## WORK TO COMPLETE
In the entries below, find every line with "rows" and copy it.

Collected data
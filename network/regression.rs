//! Ordinary least squares for one node on its parents.
//!
//! Columns are centred before solving the normal equations so the intercept
//! drops out of the linear system; it is recovered afterwards from the means.

use ndarray::{Array1, Array2, ArrayView2, Axis};
use ndarray_linalg::Solve;
use std::f64::consts::PI;
use thiserror::Error;

/// The smallest residual variance fed into a log-likelihood.
const VARIANCE_FLOOR: f64 = 1e-300;

#[derive(Error, Debug)]
pub enum FitError {
    #[error(
        "Regression for column {target} with {n_parents} parents needs more than {required} rows, found {found}."
    )]
    Underdetermined {
        target: usize,
        n_parents: usize,
        required: usize,
        found: usize,
    },

    #[error("Column index {index} is out of range for a table with {n_columns} columns.")]
    ColumnOutOfRange { index: usize, n_columns: usize },

    #[error("The normal equations for column {target} could not be solved: {source}")]
    Singular {
        target: usize,
        #[source]
        source: ndarray_linalg::error::LinalgError,
    },

    #[error("Eigendecomposition failed: {0}")]
    Eigendecomposition(ndarray_linalg::error::LinalgError),

    #[error("Matrix inversion failed: {0}")]
    Inversion(ndarray_linalg::error::LinalgError),

    #[error("Structural error while fitting: {0}")]
    Graph(#[from] crate::graph::GraphError),

    #[error("Expected a {expected}x{expected} matrix, found {rows}x{cols}.")]
    ShapeMismatch {
        expected: usize,
        rows: usize,
        cols: usize,
    },
}

/// Least-squares fit of one column on a set of other columns.
#[derive(Debug, Clone)]
pub struct LinearFit {
    pub intercept: f64,
    pub coefficients: Array1<f64>,
    /// Residual sum of squares.
    pub rss: f64,
    pub n_samples: usize,
}

impl LinearFit {
    pub fn n_parents(&self) -> usize {
        self.coefficients.len()
    }

    /// Maximum-likelihood residual variance, `RSS / n`.
    pub fn ml_variance(&self) -> f64 {
        self.rss / self.n_samples as f64
    }

    /// Unbiased residual variance, `RSS / (n - p - 1)`.
    pub fn unbiased_variance(&self) -> f64 {
        let dof = self.n_samples - self.n_parents() - 1;
        self.rss / dof as f64
    }

    /// Gaussian log-likelihood at the ML estimates:
    /// `-n/2 * (ln(2 pi sigma^2) + 1)`.
    pub fn log_likelihood(&self) -> f64 {
        let n = self.n_samples as f64;
        let variance = self.ml_variance().max(VARIANCE_FLOOR);
        -0.5 * n * ((2.0 * PI * variance).ln() + 1.0)
    }
}

/// Regresses column `target` of `data` on the columns in `parents` with an
/// intercept. Requires strictly more rows than estimated mean parameters so
/// that the unbiased variance is defined.
pub fn fit_ols(
    data: ArrayView2<f64>,
    target: usize,
    parents: &[usize],
) -> Result<LinearFit, FitError> {
    let (n, n_columns) = data.dim();
    for &index in parents.iter().chain(std::iter::once(&target)) {
        if index >= n_columns {
            return Err(FitError::ColumnOutOfRange { index, n_columns });
        }
    }
    let required = parents.len() + 1;
    if n <= required {
        return Err(FitError::Underdetermined {
            target,
            n_parents: parents.len(),
            required,
            found: n,
        });
    }

    let y = data.column(target);
    let y_mean = y.mean().unwrap_or(0.0);
    let y_centered = y.mapv(|v| v - y_mean);

    if parents.is_empty() {
        let rss = y_centered.dot(&y_centered);
        return Ok(LinearFit {
            intercept: y_mean,
            coefficients: Array1::zeros(0),
            rss,
            n_samples: n,
        });
    }

    let x: Array2<f64> = data.select(Axis(1), parents);
    let x_means = x.mean_axis(Axis(0)).unwrap_or_else(|| Array1::zeros(parents.len()));
    let x_centered = &x - &x_means.view().insert_axis(Axis(0));

    let xtx = x_centered.t().dot(&x_centered);
    let xty = x_centered.t().dot(&y_centered);
    let beta = xtx
        .solve_into(xty)
        .map_err(|source| FitError::Singular { target, source })?;

    let residuals = &y_centered - &x_centered.dot(&beta);
    let rss = residuals.dot(&residuals);
    let intercept = y_mean - x_means.dot(&beta);

    Ok(LinearFit {
        intercept,
        coefficients: beta,
        rss,
        n_samples: n,
    })
}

## RESULT OF THIS TASK
        "Regression for column {target} with {n_parents} parents needs more than {required} rows, found {found}."
    #[error("Expected a {expected}x{expected} matrix, found {rows}x{cols}.")]
        rows: usize,
/// intercept. Requires strictly more rows than estimated mean parameters so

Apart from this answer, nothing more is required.